If you handle high volumes of applicants, you can use a recruitment platform like Harver, which gives you insights into your hiring metrics through a series of dashboards. Among others, you can see your sourcing metrics, so you can optimize your strategy based on the most effective sources.
2. Applicant drop off rates
How many of your applicants don’t make it to the end of the application process? And at what point do most of them drop off? Do most of them drop off via mobile or desktop?
If you monitor your application completion/drop off rates, this should help you answer these kinds of questions. The insights you gain from the collected data are useful when you start optimizing your application process.
Here’s an example. It turns out that of all the applicants who use the mobile version of your website to apply for a job, only 10% read the job description from top to bottom while on the desktop version this is 70%. In this case, you might consider rewriting your mobile job description.
Speaking of mobile, a well-oiled mobile careers page – and application process – really isn’t optional anymore.
90%
of job seekers use their smartphones to job hunt
Source: https://theundercoverrecruiter.com/
While Boomers, Gen X, and even some Millennials may eventually end up on the desktop version of your careers page, you won’t see Generation Z there. For those born between 1996 and 2012, it’s mobile-first.
Smartphones are their preferred mode of engagement, whether it is for entertainment, communication, or indeed recruitment. So if you want to stand a chance trying to hire these tech-savvy digital natives, a visually oriented, mobile-enabled recruitment and application process is your starting point.
3. Time to hire (TTH)
Time to hire shows you how much time it takes to get a certain position filled. The time span covers everything from the moment it becomes clear that there is a need for a new employee, until this employee’s very first day.
Time to hire also tells you something about the efficiency of your recruitment process. In order to optimize this process and be able to do succession planning, organizations should be aware of how long it takes to hire someone.
For more information on how a good understanding of this metric can help improve your recruitment process, check out this case study of supermarket chain Albert Heijn and how they shortened the hiring cycle by 60% while improving on quality as well.
And learn 15 ways to reduce your Time to Hire!
Learn the tactics top recruitment teams in your industry leverage to reduce Time to Hire. Stop losing candidates to competitors, improve your company’s bottom line revenue and candidate experience.
4. Quality of hire (QoH)
Quality of hire is also known as the Golden Metric. QoH is the number one recruiting metric for hiring managers in terms of importance. There are several reasons for this:
1) Quality of hire has a long-term impact on the business – the performance of your employees is directly linked to the success of your organization as a whole.
2) QoH improves the overall quality of staff.

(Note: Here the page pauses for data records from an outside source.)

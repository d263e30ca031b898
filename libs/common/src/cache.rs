//! Key/value storage backends for session state
//!
//! This module provides the storage capability the session store writes
//! through. Values are opaque strings, the same contract a browser's local
//! storage offers: the caller owns serialization and expiry.
//!
//! Three backends are available:
//! - [`MemoryStorage`] keeps entries for the life of the process.
//! - [`FileStorage`] keeps entries in a JSON object on disk so they survive
//!   restarts.
//! - [`RedisStorage`] keeps entries in Redis so several console processes
//!   share them. Concurrent writers simply overwrite each other.

use std::collections::HashMap;
use std::fs;
use std::io::ErrorKind;
use std::path::PathBuf;
use std::time::Duration;

use parking_lot::Mutex;
use redis::{Client, Commands};
use serde_json::{Map, Value};
use tracing::{info, warn};

use crate::error::{StorageError, StorageResult};

/// Storage capability for raw string values
pub trait Storage: Send + Sync {
    /// Get the raw value stored under `key`
    fn get_item(&self, key: &str) -> StorageResult<Option<String>>;

    /// Store `value` under `key`, replacing any previous value
    fn set_item(&self, key: &str, value: &str) -> StorageResult<()>;

    /// Delete `key`; deleting a missing key is not an error
    fn remove_item(&self, key: &str) -> StorageResult<()>;
}

/// In-process storage
#[derive(Debug, Default)]
pub struct MemoryStorage {
    entries: Mutex<HashMap<String, String>>,
}

impl MemoryStorage {
    pub fn new() -> Self {
        Self::default()
    }

    /// Number of stored keys
    pub fn len(&self) -> usize {
        self.entries.lock().len()
    }

    pub fn is_empty(&self) -> bool {
        self.entries.lock().is_empty()
    }
}

impl Storage for MemoryStorage {
    fn get_item(&self, key: &str) -> StorageResult<Option<String>> {
        Ok(self.entries.lock().get(key).cloned())
    }

    fn set_item(&self, key: &str, value: &str) -> StorageResult<()> {
        self.entries
            .lock()
            .insert(key.to_string(), value.to_string());
        Ok(())
    }

    fn remove_item(&self, key: &str) -> StorageResult<()> {
        self.entries.lock().remove(key);
        Ok(())
    }
}

/// Storage persisted as a single JSON object file
///
/// Every key maps to a JSON string. Writes go to a sibling temporary file
/// that is then renamed over the original, so a crash never leaves a
/// half-written document behind.
#[derive(Debug)]
pub struct FileStorage {
    path: PathBuf,
    lock: Mutex<()>,
}

impl FileStorage {
    /// Open storage at `path`; the file is created on first write
    pub fn open(path: impl Into<PathBuf>) -> Self {
        let path = path.into();
        info!("File storage opened at {}", path.display());
        Self {
            path,
            lock: Mutex::new(()),
        }
    }

    fn read_map(&self) -> StorageResult<Map<String, Value>> {
        let text = match fs::read_to_string(&self.path) {
            Ok(text) => text,
            Err(e) if e.kind() == ErrorKind::NotFound => return Ok(Map::new()),
            Err(e) => return Err(e.into()),
        };

        if text.trim().is_empty() {
            return Ok(Map::new());
        }

        match serde_json::from_str::<Value>(&text) {
            Ok(Value::Object(map)) => Ok(map),
            Ok(_) => Err(StorageError::Corrupt(format!(
                "{} does not hold a JSON object",
                self.path.display()
            ))),
            Err(e) => Err(StorageError::Corrupt(format!(
                "{}: {}",
                self.path.display(),
                e
            ))),
        }
    }

    /// Read the map for modification, starting over if the file is unreadable
    ///
    /// The flag is set when the file was discarded and must be rewritten.
    fn read_map_for_write(&self) -> StorageResult<(Map<String, Value>, bool)> {
        match self.read_map() {
            Ok(map) => Ok((map, false)),
            Err(StorageError::Corrupt(reason)) => {
                warn!("Discarding corrupt storage file: {}", reason);
                Ok((Map::new(), true))
            }
            Err(e) => Err(e),
        }
    }

    fn write_map(&self, map: &Map<String, Value>) -> StorageResult<()> {
        let text = serde_json::to_string_pretty(map)
            .map_err(|e| StorageError::Corrupt(e.to_string()))?;

        if let Some(parent) = self.path.parent().filter(|p| !p.as_os_str().is_empty()) {
            fs::create_dir_all(parent)?;
        }

        let tmp = self.path.with_extension("tmp");
        fs::write(&tmp, text)?;
        fs::rename(&tmp, &self.path)?;
        Ok(())
    }
}

impl Storage for FileStorage {
    fn get_item(&self, key: &str) -> StorageResult<Option<String>> {
        let _guard = self.lock.lock();
        let map = self.read_map()?;

        match map.get(key) {
            None => Ok(None),
            Some(Value::String(s)) => Ok(Some(s.clone())),
            // Hand-edited files may hold structured values; pass them through as text
            Some(other) => Ok(Some(other.to_string())),
        }
    }

    fn set_item(&self, key: &str, value: &str) -> StorageResult<()> {
        let _guard = self.lock.lock();
        let (mut map, _) = self.read_map_for_write()?;
        map.insert(key.to_string(), Value::String(value.to_string()));
        self.write_map(&map)
    }

    fn remove_item(&self, key: &str) -> StorageResult<()> {
        let _guard = self.lock.lock();
        let (mut map, discarded) = self.read_map_for_write()?;
        if map.remove(key).is_some() || discarded {
            self.write_map(&map)?;
        }
        Ok(())
    }
}

/// Prefix applied to every key written to Redis
pub const REDIS_KEY_PREFIX: &str = "gas-console:";

/// Bound on connecting to Redis and on each command round trip
pub const DEFAULT_REDIS_TIMEOUT: Duration = Duration::from_secs(2);

/// Storage backed by a Redis server
///
/// Every operation is bounded by the configured timeout. A server that
/// stops answering surfaces as [`StorageError::Redis`].
pub struct RedisStorage {
    client: Client,
    timeout: Duration,
}

impl RedisStorage {
    /// Create a client for `url` (e.g. "redis://localhost:6379")
    ///
    /// No connection is made until the first operation.
    pub fn open(url: &str) -> StorageResult<Self> {
        Self::open_with_timeout(url, DEFAULT_REDIS_TIMEOUT)
    }

    pub fn open_with_timeout(url: &str, timeout: Duration) -> StorageResult<Self> {
        let client = Client::open(url)?;
        info!(
            "Redis storage initialized with URL: {} (timeout {:?})",
            url, timeout
        );
        Ok(Self { client, timeout })
    }

    fn connection(&self) -> StorageResult<redis::Connection> {
        let conn = self.client.get_connection_with_timeout(self.timeout)?;
        conn.set_read_timeout(Some(self.timeout))?;
        conn.set_write_timeout(Some(self.timeout))?;
        Ok(conn)
    }

    fn namespaced(key: &str) -> String {
        format!("{}{}", REDIS_KEY_PREFIX, key)
    }

    /// Check if Redis is reachable
    pub fn health_check(&self) -> StorageResult<bool> {
        let mut conn = self.connection()?;
        let pong: String = redis::cmd("PING").query(&mut conn)?;
        Ok(pong == "PONG")
    }
}

impl Storage for RedisStorage {
    fn get_item(&self, key: &str) -> StorageResult<Option<String>> {
        let mut conn = self.connection()?;
        let value: Option<String> = conn.get(Self::namespaced(key))?;
        Ok(value)
    }

    fn set_item(&self, key: &str, value: &str) -> StorageResult<()> {
        let mut conn = self.connection()?;
        let _: () = conn.set(Self::namespaced(key), value)?;
        Ok(())
    }

    fn remove_item(&self, key: &str) -> StorageResult<()> {
        let mut conn = self.connection()?;
        let _: u64 = conn.del(Self::namespaced(key))?;
        Ok(())
    }
}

Quite literally it’s about improving your workforce one new hire at a time, which eventually will increase retention rates – more high-quality hires mean better fits, thus fewer premature departures.
An example of how tracking quality of hire has a positive effect on the overall quality of staff:
About 11 months after they’ve joined your company, it turns out that those employees who scored superbly on stress resistance during the pre-employment assessment, perform up to 93% better than those who didn’t.
With this insight, you can modify your preselection process and let stress resistance weigh heavier. As a result, both the individual and overall QoH of your workforce will increase.
This example shows how picking out one element – stress resistance – can lead to a better quality of hire. Imagine the results if you keep selecting one element after the other, hence continuously optimizing the preselection process and thus the (overall) QoH.
5. Cost per hire
Do you know how many resources it takes for successful candidates to go through your recruitment funnel? Think of advertising costs, recruiter fees, LinkedIn and other social media accounts and job fairs for example.
The cost per hire recruitment metric shows companies how much it costs them to hire new staff.
This includes both individual hires as well as the total number of new employees. Just like time to hire, the cost per hire metric also gives you an insight into the (in) efficiency of your recruitment process.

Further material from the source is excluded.